Clinical efficacy of rhIL-11

Abstract

Placebo-controlled clinical trials of recombinant human interleukin-11 (rhIL-11, also known as oprelvekin [Neumega]) in patients with nonmyeloid malignancies have demonstrated significant efficacy in preventing postchemotherapy platelet nadirs of < or = 20,000/microL, and reducing the need for platelet transfusions while continuing chemotherapy without dose reductions. The likelihood of requiring a platelet transfusion in rhIL-11-treated patients receiving chemotherapy is approximately 40% lower than the risk for untreated patients.
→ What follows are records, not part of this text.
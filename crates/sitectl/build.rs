use std::io;
use std::path::{Path, PathBuf};

use clap::CommandFactory;

// cli.rs only needs clap and clap_complete, both build-dependencies.
#[path = "src/cli.rs"]
#[allow(dead_code)]
mod cli;

fn main() -> io::Result<()> {
    println!("cargo::rerun-if-changed=src/cli.rs");

    let out_dir = std::env::var_os("OUT_DIR")
        .map(PathBuf::from)
        .ok_or_else(|| io::Error::other("OUT_DIR not set by Cargo"))?;
    let man_dir = out_dir.join("man");
    std::fs::create_dir_all(&man_dir)?;

    write_manpages(&cli::Cli::command(), &man_dir)
}

/// One page per visible command, named `sitectl-site-create.1` and so on.
fn write_manpages(cmd: &clap::Command, dir: &Path) -> io::Result<()> {
    let name = cmd.get_name().to_owned();
    let mut page = Vec::new();
    clap_mangen::Man::new(cmd.clone()).render(&mut page)?;
    std::fs::write(dir.join(format!("{name}.1")), page)?;

    for sub in cmd.get_subcommands().filter(|s| !s.is_hide_set()) {
        let sub = sub.clone().name(format!("{name}-{}", sub.get_name()));
        write_manpages(&sub, dir)?;
    }
    Ok(())
}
Treatment with rhIL-11 appears to accelerate earlier recovery to platelet counts of 20,000/microL, 50,000/microL, and 100,000/microL, suggesting that patients treated with rhIL-11 are more likely to be able to receive their next chemotherapy cycle in a timely fashion. rhIL-11 shows sustained efficacy over multiple cycles of full-dose chemotherapy. Activity has also been demonstrated in pediatric patients with solid tumors. The use of rhIL-11 in combination with granulocyte colony-stimulating factor (G-CSF, filgrastim [Neupogen]) may also produce a synergistic hematopoietic effect, resulting in earlier neutrophil recovery. The recommended adult dose regimen for rhIL-11 is 50 micrograms/kg administered subcutaneously once daily beginning 6 to 24 hours after the administration of chemotherapy until a postnadir platelet count of > or = 50,000/microL is reached. The recommended pediatric dose of rhIL-11 is 75 micrograms/kg subcutaneously, once daily beginning 6 to 24 hours after the administration of chemotherapy until a postnadir platelet count of > or = 50,000/microL is reached. The administration of rhIL-11 for greater than 21 days has not been studied and therefore is not recommended.